# walleye are back



## mtnman (Mar 7, 2008)

well I got to go out for a couple hours today and do some fishing and it seems that the walleye are back and hopefully back for at least a nother week. End of walleye season is next Friday. I managed to land 1 20" walleye but lost three otheres. It seem as though the fish were just holding the bait in there mouth. Heres a pic of the 1 I caught.


----------



## mr.fish (Mar 7, 2008)

Your doing alot better then me with walleye. I still have yet to catch one this winter. It hasn't been good the few nights I went out for them. Nice catch, and keep em coming.


----------



## Jim (Mar 7, 2008)

Good job mtnman!


----------



## Salmon_Slayer_2008_Lund (Mar 7, 2008)

Nice Walleye!

Imagine frying some fillets of that badboy up. :lol:


----------



## mtnman (Mar 7, 2008)

I ate that bad boy for dinner tonight. YUM!!!!!!


----------



## Salmon_Slayer_2008_Lund (Mar 7, 2008)

Damn right lol.


----------



## SMDave (Mar 7, 2008)

I need to try some walleye. I heard it is amazing, but I have never been a fan of freshwater fish. 8)


----------



## Salmon_Slayer_2008_Lund (Mar 7, 2008)

SMDave said:


> I need to try some walleye. I heard it is amazing, but I have never been a fan of freshwater fish. 8)

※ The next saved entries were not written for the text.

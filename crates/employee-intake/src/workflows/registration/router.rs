use std::sync::Arc;

use axum::{
    extract::{Query, State},
    http::{header::AUTHORIZATION, HeaderMap, StatusCode},
    response::{IntoResponse, Response},
    routing::{get, post},
    Json, Router,
};
use serde_json::json;
use tracing::error;

use super::directory::ProfileLookup;
use super::domain::{CallerIdentity, EmployeeSubmission};
use super::pipeline::RegistrationPipeline;
use super::profile::{ProfileError, ProfileResult, ProfileService};
use crate::error::AppError;

const BEARER_PREFIX: &str = "Bearer ";

#[derive(Debug, Clone, PartialEq, Eq, thiserror::Error)]
pub enum CallerIdentityError {
    #[error("No token was provided.")]
    Missing,
    #[error("Invalid authorization format. Use 'Bearer <token>'.")]
    Malformed,
}

impl CallerIdentity {
    pub fn from_headers(headers: &HeaderMap) -> Result<Self, CallerIdentityError> {
        let value = headers
            .get(AUTHORIZATION)
            .and_then(|value| value.to_str().ok())
            .map(str::trim)
            .filter(|value| !value.is_empty())
            .ok_or(CallerIdentityError::Missing)?;
        let token = value
            .strip_prefix(BEARER_PREFIX)
            .map(str::trim)
            .filter(|token| !token.is_empty())
            .ok_or(CallerIdentityError::Malformed)?;
        Ok(Self::new(token))
    }
}

#[derive(Clone)]
pub struct RegistrationState {
    pub pipeline: Arc<RegistrationPipeline>,
    pub profiles: Arc<ProfileService>,
}

/// Router exposing employee submission and profile lookup.
pub fn registration_router(
    pipeline: Arc<RegistrationPipeline>,
    profiles: Arc<ProfileService>,
) -> Router {
    Router::new()
        .route("/api/v1/employees", post(submit_handler))
        .route("/api/v1/employees/profile", get(profile_handler))
        .with_state(RegistrationState { pipeline, profiles })
}

fn error_response(status: StatusCode, message: impl ToString) -> Response {
    let payload = json!({
        "error": message.to_string(),
    });
    (status, Json(payload)).into_response()
}

pub(crate) async fn submit_handler(
    State(state): State<RegistrationState>,
    headers: HeaderMap,
    Json(submission): Json<EmployeeSubmission>,
) -> Response {
    let caller = match CallerIdentity::from_headers(&headers) {
        Ok(caller) => caller,
        Err(err) => return error_response(StatusCode::UNAUTHORIZED, err),
    };

    let pipeline = Arc::clone(&state.pipeline);
    match tokio::task::spawn_blocking(move || pipeline.submit(submission, &caller)).await {
        Ok(result) => {
            let status = StatusCode::from_u16(result.status_code)
                .unwrap_or(StatusCode::INTERNAL_SERVER_ERROR);
            (status, Json(result)).into_response()
        }
        Err(err) => {
            error!(error = %err, "registration task failed");
            error_response(StatusCode::INTERNAL_SERVER_ERROR, "registration task failed")
        }
    }
}

pub(crate) async fn profile_handler(
    State(state): State<RegistrationState>,
    Query(lookup): Query<ProfileLookup>,
) -> Result<Response, AppError> {
    let profiles = Arc::clone(&state.profiles);
    let fetched = tokio::task::spawn_blocking(move || profiles.fetch(&lookup))
        .await
        .map_err(|err| {
            error!(error = %err, "profile task failed");
            AppError::Server(axum::Error::new(err))
        })?;

    match fetched {
        Ok(Some(profile)) => {
            Ok((StatusCode::OK, Json(ProfileResult::found(profile))).into_response())
        }
        Ok(None) => Ok(error_response(StatusCode::NOT_FOUND, "employee not found")),
        Err(err @ ProfileError::MissingCriteria) => Err(err.into()),
        Err(other) => {
            error!(error = %other, "profile lookup failed");
            Err(other.into())
        }
    }
}
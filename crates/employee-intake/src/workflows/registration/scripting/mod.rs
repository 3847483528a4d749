//! Rule script execution on top of an embedded [`rhai`] engine.
//!
//! Each script runs in its own [`Scope`]: the shared `context` and the named extras are
//! pushed in before evaluation and read back afterwards, so mutations made by one script
//! are visible to the next while locals never leak between scripts.

mod capabilities;
mod host;

use std::collections::BTreeMap;
use std::fmt;
use std::sync::Arc;

use rhai::{Dynamic, Engine, Scope};
use serde::de::DeserializeOwned;
use serde::Serialize;
use tracing::{debug, info, warn};

use super::rules::RuleDefinition;
use crate::config::ScriptingConfig;

pub use capabilities::{ReadQueries, Row, QUERY_FN, QUERY_ONE_FN};
pub use host::{OutcomeLog, RuleHelpers};

/// Name under which the record being processed is visible to scripts.
pub const CONTEXT_BINDING: &str = "context";
/// Separator placed between the outputs of consecutive scripts.
pub const OUTPUT_SEPARATOR: &str = ",";

/// Additional named values bound into every script of a run.
#[derive(Debug, Clone, Default)]
pub struct ScriptExtras {
    values: BTreeMap<String, Dynamic>,
}

impl ScriptExtras {
    pub fn new() -> Self {
        Self::default()
    }

    pub fn with(mut self, name: &str, value: Dynamic) -> Self {
        self.insert(name, value);
        self
    }

    /// Names are trimmed; blank names and the reserved context name are skipped.
    pub fn insert(&mut self, name: &str, value: Dynamic) {
        let name = name.trim();
        if name.is_empty() {
            warn!("skipping script extra with a blank name");
            return;
        }
        if name == CONTEXT_BINDING {
            warn!(name, "skipping script extra that would shadow the context");
            return;
        }
        self.values.insert(name.to_string(), value);
    }

    pub fn get(&self, name: &str) -> Option<&Dynamic> {
        self.values.get(name.trim())
    }

    pub fn len(&self) -> usize {
        self.values.len()
    }

    pub fn is_empty(&self) -> bool {
        self.values.is_empty()
    }
}

#[derive(Debug, thiserror::Error)]
pub enum ScriptError {
    #[error("rule {id} does not compile: {message}")]
    Compile { id: String, message: String },
    #[error("rule {id} failed: {message}")]
    Evaluation { id: String, message: String },
    #[error("context cannot be bound to scripts: {0}")]
    Context(String),
}

/// Evaluates ordered rule scripts against a mutable context.
pub struct ScriptEngine {
    engine: Engine,
}

impl fmt::Debug for ScriptEngine {
    fn fmt(&self, f: &mut fmt::Formatter<'_>) -> fmt::Result {
        f.debug_struct("ScriptEngine").finish_non_exhaustive()
    }
}

impl ScriptEngine {
    pub fn new(queries: Arc<dyn ReadQueries>, config: ScriptingConfig) -> Self {
        let mut engine = Engine::new();
        engine.set_max_operations(config.max_operations);
        engine.on_print(|text| info!(target: "rule_script", "{text}"));
        engine.on_debug(|text, source, position| {
            debug!(target: "rule_script", source = source.unwrap_or("rule"), %position, "{text}")
        });

        host::register(&mut engine);
        capabilities::register(&mut engine, queries);

        Self { engine }
    }

    /// Runs every script in order. See [`ScriptEngine::run_until`].
    pub fn run<C>(
        &self,
        scripts: &[RuleDefinition],
        context: &mut C,
        extras: &mut ScriptExtras,
    ) -> Option<String>
    where
        C: Serialize + DeserializeOwned,
    {
        self.run_until(scripts, context, extras, || false)
    }

    /// Runs scripts in order, checking `halt` after each one.
    ///
    /// Returns the script outputs joined with [`OUTPUT_SEPARATOR`], or `None` as soon as
    /// any script fails. A script returning unit adds nothing to the join, not even a
    /// placeholder. The context is read back after every script, so mutations made
    /// before a failure are kept. A script that leaves the context in a shape `C` cannot
    /// hold fails like a throwing script, and the last readable context is kept.
    pub fn run_until<C, H>(
        &self,
        scripts: &[RuleDefinition],
        context: &mut C,
        extras: &mut ScriptExtras,
        mut halt: H,
    ) -> Option<String>
    where
        C: Serialize + DeserializeOwned,
        H: FnMut() -> bool,
    {
        let mut shared = match rhai::serde::to_dynamic(&*context) {
            Ok(value) => value,
            Err(err) => {
                warn!(error = %ScriptError::Context(err.to_string()), "scripts not run");
                return None;
            }
        };

        let mut outputs = Vec::new();
        for script in scripts {
            let evaluated = self.evaluate(script, &mut shared, extras);
            match rhai::serde::from_dynamic::<C>(&shared) {
                Ok(updated) => *context = updated,
                Err(err) => {
                    let err = ScriptError::Context(err.to_string());
                    warn!(rule = %script.id, error = %err, "rule script left the context unreadable");
                    return None;
                }
            }

            match evaluated {
                Ok(Some(output)) => outputs.push(output),
                Ok(None) => {}
                Err(err) => {
                    warn!(rule = %script.id, error = %err, "rule script aborted the run");
                    return None;
                }
            }
            if halt() {
                debug!(rule = %script.id, "script run halted");
                break;
            }
        }

        Some(outputs.join(OUTPUT_SEPARATOR))
    }

    fn evaluate(
        &self,
        script: &RuleDefinition,
        context: &mut Dynamic,
        extras: &mut ScriptExtras,
    ) -> Result<Option<String>, ScriptError> {
        let ast = self
            .engine
            .compile(&script.body)
            .map_err(|err| ScriptError::Compile {
                id: script.id.clone(),
                message: err.to_string(),
            })?;

        let mut scope = Scope::new();
        scope.push_dynamic(CONTEXT_BINDING, context.clone());
        for (name, value) in &extras.values {
            scope.push_dynamic(name.as_str(), value.clone());
        }

        let evaluated = self.engine.eval_ast_with_scope::<Dynamic>(&mut scope, &ast);

        if let Some(value) = scope.get_value::<Dynamic>(CONTEXT_BINDING) {
            *context = value;
        }
        for (name, value) in extras.values.iter_mut() {
            if let Some(updated) = scope.get_value::<Dynamic>(name) {
                *value = updated;
            }
        }

        let output = evaluated.map_err(|err| ScriptError::Evaluation {
            id: script.id.clone(),
            message: err.to_string(),
        })?;
        debug!(rule = %script.id, "rule script evaluated");

        if output.is_unit() {
            Ok(None)
        } else {
            Ok(Some(output.to_string()))
        }
    }
}
//! Persistence adapters: the relational store behind rules, parameters, catalogs and
//! employees, plus the blob directory holding report artifacts.

mod blob;
mod defaults;
mod sqlite;

pub use blob::{BlobError, BlobStore, FileSystemBlobStore, REPORT_PREFIX};
pub use defaults::{SeedRule, DEFAULT_PARAMETERS, DEFAULT_RULES};
pub use sqlite::SqliteDatabase;

/// Error raised by the relational store.
#[derive(Debug, thiserror::Error)]
pub enum StoreError {
    #[error("sqlite error: {0}")]
    Sqlite(#[from] rusqlite::Error),
    #[error("store directory unavailable: {0}")]
    Io(#[from] std::io::Error),
    #[error("store lock poisoned")]
    LockPoisoned,
    #[error("only read statements are allowed from rule scripts: {0}")]
    WriteRejected(String),
    #[error("invalid employee record: {0}")]
    InvalidRecord(String),
}
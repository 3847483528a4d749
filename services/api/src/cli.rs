use crate::infra::{open_store, validate_submission};
use crate::server;
use clap::{Args, Parser, Subcommand};
use employee_intake::config::AppConfig;
use employee_intake::error::AppError;
use employee_intake::telemetry;
use employee_intake::workflows::registration::EmployeeSubmission;
use std::path::PathBuf;

#[derive(Parser, Debug)]
#[command(
    name = "Employee Intake",
    about = "Validate, register and notify about employee records",
    version
)]
struct Cli {
    #[command(subcommand)]
    command: Option<Command>,
}

#[derive(Subcommand, Debug)]
enum Command {
    /// Start the HTTP service (default command)
    Serve(ServeArgs),
    /// Run the active validation rules against a submission file
    Validate(ValidateArgs),
}

#[derive(Args, Debug, Default)]
pub(crate) struct ServeArgs {
    /// Override the configured host for the HTTP server
    #[arg(long)]
    pub(crate) host: Option<String>,
    /// Override the configured port for the HTTP server
    #[arg(long)]
    pub(crate) port: Option<u16>,
}

#[derive(Args, Debug)]
pub(crate) struct ValidateArgs {
    /// JSON file holding one employee submission
    #[arg(long)]
    pub(crate) file: PathBuf,
}

pub(crate) async fn run() -> Result<(), AppError> {
    let cli = Cli::parse();
    let command = cli
        .command
        .unwrap_or_else(|| Command::Serve(ServeArgs::default()));

    match command {
        Command::Serve(args) => server::run(args).await,
        Command::Validate(args) => run_validate(args),
    }
}

fn run_validate(args: ValidateArgs) -> Result<(), AppError> {
    let config = AppConfig::load()?;
    telemetry::init(&config.telemetry, config.environment)?;

    let raw = std::fs::read_to_string(&args.file)?;
    let submission: EmployeeSubmission = serde_json::from_str(&raw)?;
    let db = open_store(&config)?;
    let summary = validate_submission(db, config.scripting, submission)?;

    println!("{}", serde_json::to_string_pretty(&summary)?);
    Ok(())
}
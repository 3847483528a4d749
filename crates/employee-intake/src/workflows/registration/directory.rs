use chrono::NaiveDate;
use serde::{Deserialize, Serialize};

use super::domain::CodeDescription;
use super::remote::RegistrationRequest;
use super::storage::StoreError;

/// Persisted employee row joined with its catalog descriptions.
#[derive(Debug, Clone, PartialEq, Eq, Serialize, Deserialize)]
pub struct EmployeeRecord {
    pub id: i64,
    pub names: String,
    pub last_names: String,
    pub document_type: CodeDescription,
    pub document_number: String,
    pub date_of_birth: NaiveDate,
    pub date_affiliation_company: NaiveDate,
    pub position: CodeDescription,
    pub salary: String,
    #[serde(skip_serializing_if = "Option::is_none")]
    pub report_location: Option<String>,
}

#[derive(Debug, Clone, PartialEq, Eq)]
pub struct SavedEmployee {
    pub record: EmployeeRecord,
    /// `true` when an existing row with the same document was overwritten.
    pub updated: bool,
}

/// Lookup by id, or by document type (code or description) together with document number.
#[derive(Debug, Clone, Default, PartialEq, Eq, Deserialize)]
pub struct ProfileLookup {
    pub id: Option<i64>,
    pub document_type: Option<String>,
    pub document_number: Option<String>,
}

impl ProfileLookup {
    pub fn by_id(id: i64) -> Self {
        Self {
            id: Some(id),
            ..Self::default()
        }
    }

    pub fn by_document(document_type: impl Into<String>, document_number: impl Into<String>) -> Self {
        Self {
            id: None,
            document_type: Some(document_type.into()),
            document_number: Some(document_number.into()),
        }
    }

    /// Blank query values count as missing.
    pub fn normalized(&self) -> Self {
        let clean = |value: &Option<String>| {
            value
                .as_deref()
                .map(str::trim)
                .filter(|value| !value.is_empty())
                .map(str::to_string)
        };
        Self {
            id: self.id,
            document_type: clean(&self.document_type),
            document_number: clean(&self.document_number),
        }
    }

    pub fn is_searchable(&self) -> bool {
        self.id.is_some() || (self.document_type.is_some() && self.document_number.is_some())
    }
}

/// Employee persistence shared by the registration system and the profile read path.
pub trait EmployeeDirectory: Send + Sync {
    fn find(&self, lookup: &ProfileLookup) -> Result<Option<EmployeeRecord>, StoreError>;
    /// Inserts or overwrites the employee keyed by document type and number.
    fn save(&self, request: &RegistrationRequest) -> Result<SavedEmployee, StoreError>;
    /// Remembers where the latest report artifact was stored.
    fn record_report(
        &self,
        document_type: &str,
        document_number: &str,
        location: &str,
    ) -> Result<(), StoreError>;
}
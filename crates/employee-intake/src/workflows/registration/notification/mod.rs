//! Post-registration notification: chooses the create or update flow, resolves operator
//! parameters, optionally renders and stores a report artifact, renders the body through
//! a rule script and hands the plan to a [`Notifier`].

mod artifact;
mod queue;

use std::collections::HashMap;
use std::sync::Arc;

use rhai::Dynamic;
use serde::Serialize;
use tracing::{debug, info, warn};

use super::directory::EmployeeDirectory;
use super::domain::EmployeeSubmission;
use super::parameters::{flag_enabled, ParameterSource};
use super::rules::RuleStore;
use super::scripting::{ScriptEngine, ScriptExtras};
use super::storage::{BlobError, BlobStore, StoreError};

pub use artifact::{
    report_file_name, safe_digits_prefix, safe_prefix, safe_upper, ArtifactRenderer,
    HtmlReportRenderer, RenderError,
};
pub use queue::{NotificationDispatch, NotificationJob, NotificationQueue};

/// Global switch for the update-specific message set.
pub const UPDATE_INFORMATION: &str = "UPDATE_INFORMATION";
/// Switch for embedding stored report artifacts in profile responses.
pub const GET_REPORT_EMPLOYEE: &str = "GET_REPORT_EMPLOYEE";
/// Name of the raw template inside body scripts.
pub const TEMPLATE_BINDING: &str = "template";

const CREATE_BODY_RULE: &str = "CAST_CONTENT_EMAIL";
const UPDATE_BODY_RULE: &str = "CAST_CONTENT_EMAIL_UPDATE";

#[derive(Debug, Clone, Copy, PartialEq, Eq, Serialize)]
#[serde(rename_all = "snake_case")]
pub enum Flow {
    Create,
    Update,
}

impl Flow {
    /// The update flow applies only when the employee was overwritten and update
    /// notices are switched on.
    pub fn resolve(update_flow: bool, update_notices_enabled: bool) -> Self {
        if update_flow && update_notices_enabled {
            Self::Update
        } else {
            Self::Create
        }
    }

    pub fn body_rule(self) -> &'static str {
        match self {
            Self::Create => CREATE_BODY_RULE,
            Self::Update => UPDATE_BODY_RULE,
        }
    }

    pub fn label(self) -> &'static str {
        match self {
            Self::Create => "create",
            Self::Update => "update",
        }
    }

    fn parameter_suffix(self) -> &'static str {
        match self {
            Self::Create => "",
            Self::Update => "_UPDATE",
        }
    }
}

/// Parameter names consulted for one flow.
#[derive(Debug, Clone, PartialEq, Eq)]
pub struct ParameterKeys {
    pub subject: String,
    pub content: String,
    pub copy: String,
    pub send_attachment: String,
    pub send_copy: String,
    pub send_blind_copy: String,
    pub blind_copy: String,
}

impl ParameterKeys {
    pub fn for_flow(flow: Flow) -> Self {
        let key = |base: &str| format!("{base}{}", flow.parameter_suffix());
        Self {
            subject: key("EMAIL_SUBJECT"),
            content: key("EMAIL_CONTENT"),
            copy: key("EMAIL_COPY"),
            send_attachment: key("EMAIL_SEND_ATTACHMENT"),
            send_copy: key("SEND_EMAIL_WITH_COPY"),
            send_blind_copy: key("SEND_EMAIL_WITH_BLIND_COPY"),
            blind_copy: key("BLIND_COPY_EMAILS"),
        }
    }

    pub fn names(&self) -> [&str; 7] {
        [
            self.subject.as_str(),
            self.content.as_str(),
            self.copy.as_str(),
            self.send_attachment.as_str(),
            self.send_copy.as_str(),
            self.send_blind_copy.as_str(),
            self.blind_copy.as_str(),
        ]
    }
}

/// Operator settings for one notification, resolved from parameters.
#[derive(Debug, Clone, Default, PartialEq, Eq)]
pub struct NotificationConfig {
    pub subject: String,
    pub template: String,
    pub attach_report: bool,
    pub cc: Vec<String>,
    pub bcc: Vec<String>,
}

impl NotificationConfig {
    pub fn from_parameters(keys: &ParameterKeys, values: &HashMap<String, String>) -> Self {
        let value = |key: &String| values.get(key).map(String::as_str);
        Self {
            subject: value(&keys.subject).unwrap_or_default().to_string(),
            template: value(&keys.content).unwrap_or_default().to_string(),
            attach_report: flag_enabled(value(&keys.send_attachment)),
            cc: recipients(value(&keys.copy), flag_enabled(value(&keys.send_copy))),
            bcc: recipients(
                value(&keys.blind_copy),
                flag_enabled(value(&keys.send_blind_copy)),
            ),
        }
    }
}

/// Comma-separated addresses, trimmed with blanks dropped. Empty unless `enabled`.
pub fn recipients(raw: Option<&str>, enabled: bool) -> Vec<String> {
    if !enabled {
        return Vec::new();
    }
    raw.unwrap_or_default()
        .split(',')
        .map(str::trim)
        .filter(|address| !address.is_empty())
        .map(str::to_string)
        .collect()
}

#[derive(Debug, Clone, PartialEq, Eq)]
pub struct Attachment {
    pub name: String,
    pub bytes: Vec<u8>,
}

/// Fully prepared message handed to the transport.
#[derive(Debug, Clone, PartialEq, Eq)]
pub struct NotificationPlan {
    pub flow: Flow,
    pub to: String,
    pub subject: String,
    pub body: String,
    pub attachment: Option<Attachment>,
    pub cc: Vec<String>,
    pub bcc: Vec<String>,
}

/// Outbound message transport.
pub trait Notifier: Send + Sync {
    fn send(&self, plan: &NotificationPlan) -> Result<(), NotifyError>;
}

#[derive(Debug, thiserror::Error)]
pub enum NotifyError {
    #[error("notification transport unavailable: {0}")]
    Transport(String),
}

#[derive(Debug, thiserror::Error)]
pub enum NotificationError {
    #[error(transparent)]
    Store(#[from] StoreError),
    #[error(transparent)]
    Render(#[from] RenderError),
    #[error(transparent)]
    Blob(#[from] BlobError),
    #[error(transparent)]
    Notify(#[from] NotifyError),
}

/// Adapters the notification stage writes through.
pub struct NotificationServices {
    pub renderer: Arc<dyn ArtifactRenderer>,
    pub blobs: Arc<dyn BlobStore>,
    pub directory: Arc<dyn EmployeeDirectory>,
    pub notifier: Arc<dyn Notifier>,
}

pub struct NotificationOrchestrator {
    parameters: Arc<dyn ParameterSource>,
    rules: Arc<dyn RuleStore>,
    engine: Arc<ScriptEngine>,
    services: NotificationServices,
}

impl NotificationOrchestrator {
    pub fn new(
        parameters: Arc<dyn ParameterSource>,
        rules: Arc<dyn RuleStore>,
        engine: Arc<ScriptEngine>,
        services: NotificationServices,
    ) -> Self {
        Self {
            parameters,
            rules,
            engine,
            services,
        }
    }

    /// Builds and sends the notification for `submission`.
    ///
    /// Returns `Ok(None)` without touching any collaborator when the submission carries
    /// no contact address.
    pub fn prepare(
        &self,
        submission: &EmployeeSubmission,
        update_flow: bool,
    ) -> Result<Option<NotificationPlan>, NotificationError> {
        let Some(to) = submission.contact_address() else {
            debug!("no contact address; notification skipped");
            return Ok(None);
        };

        let update_notices = flag_enabled(self.parameters.get_one(UPDATE_INFORMATION)?.as_deref());
        let flow = Flow::resolve(update_flow, update_notices);
        let keys = ParameterKeys::for_flow(flow);
        let config =
            NotificationConfig::from_parameters(&keys, &self.parameters.get_many(&keys.names())?);

        let attachment = if config.attach_report {
            Some(self.store_report(submission, flow)?)
        } else {
            None
        };
        let body = self.render_body(submission, flow, &config.template)?;

        let plan = NotificationPlan {
            flow,
            to: to.to_string(),
            subject: config.subject,
            body,
            attachment,
            cc: config.cc,
            bcc: config.bcc,
        };
        self.services.notifier.send(&plan)?;
        info!(
            flow = flow.label(),
            attachment = plan.attachment.is_some(),
            cc = plan.cc.len(),
            bcc = plan.bcc.len(),
            "notification sent"
        );
        Ok(Some(plan))
    }

    fn store_report(
        &self,
        submission: &EmployeeSubmission,
        flow: Flow,
    ) -> Result<Attachment, NotificationError> {
        let bytes = self.services.renderer.render(submission, flow)?;
        let name = report_file_name(submission);
        let key = self.services.blobs.store(&bytes, &name)?;
        self.services.directory.record_report(
            &submission.document_type,
            &submission.document_number,
            &key,
        )?;
        Ok(Attachment { name, bytes })
    }

    // Falls back to the raw template when the body rule is absent or yields nothing.
    fn render_body(
        &self,
        submission: &EmployeeSubmission,
        flow: Flow,
        template: &str,
    ) -> Result<String, StoreError> {
        let Some(rule) = self.rules.find_active(flow.body_rule())? else {
            warn!(rule = flow.body_rule(), "body rule not active; using raw template");
            return Ok(template.to_string());
        };

        let mut context = submission.clone();
        let mut extras =
            ScriptExtras::new().with(TEMPLATE_BINDING, Dynamic::from(template.to_string()));
        match self
            .engine
            .run(std::slice::from_ref(&rule), &mut context, &mut extras)
        {
            Some(body) if !body.trim().is_empty() => Ok(body),
            _ => {
                warn!(rule = %rule.id, "body rule produced no content; using raw template");
                Ok(template.to_string())
            }
        }
    }
}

Your missing out man. Walleye and Black Crappie are good. My favourite is Rainbow Trout and Salmon.


----------



## Jim (Mar 7, 2008)

I'm a trout fan myself!


----------



## Salmon_Slayer_2008_Lund (Mar 7, 2008)

If big Lake Ontario is too rough, I usually hit my favourite lake for Walleye. Its called Lake Scugog. I usually keep 5 Around 18-20 inches for some nice fillets.


----------



## SMDave (Mar 7, 2008)

Oh yes, I have had trout before! It was gooooood!


----------



## Salmon_Slayer_2008_Lund (Mar 7, 2008)

I should post some recipes on the recipe forum lol.


----------



## FishinsMyLife (Mar 8, 2008)

Nice Eye. I like me some bluegill with the head cut off, scaled, and whole fried. It's quick and easy.


----------



## Waterwings (Mar 8, 2008)

Nice catch, mtnman!


----------



## little anth (Mar 8, 2008)

nice one dude :wink:


----------



## mtnman (Mar 8, 2008)

In my opinion Walleye is the best eating freshwater fish out there. Trout is good but it doesnt even come close to walleye. Dam good eating!


----------



## Salmon_Slayer_2008_Lund (Mar 8, 2008)

If only I can go get some Walleye for the beer batter. I am getting a snowstorm right now, my boat is in storage and I am about to go insane.


----------



## mtnman (Mar 8, 2008)

You dont need a boat for walleye. We catch 95% of ours from shore but I have noticed when fishing from shore the bigger the bait the better!


----------



## Salmon_Slayer_2008_Lund (Mar 8, 2008)

mtnman said:


> You dont need a boat for walleye. We catch 95% of ours from shore but I have noticed when fishing from shore the bigger the bait the better!



The problem is, the lakes are frozen lol. I just finished cleaning over a foot and a half of snow.


----------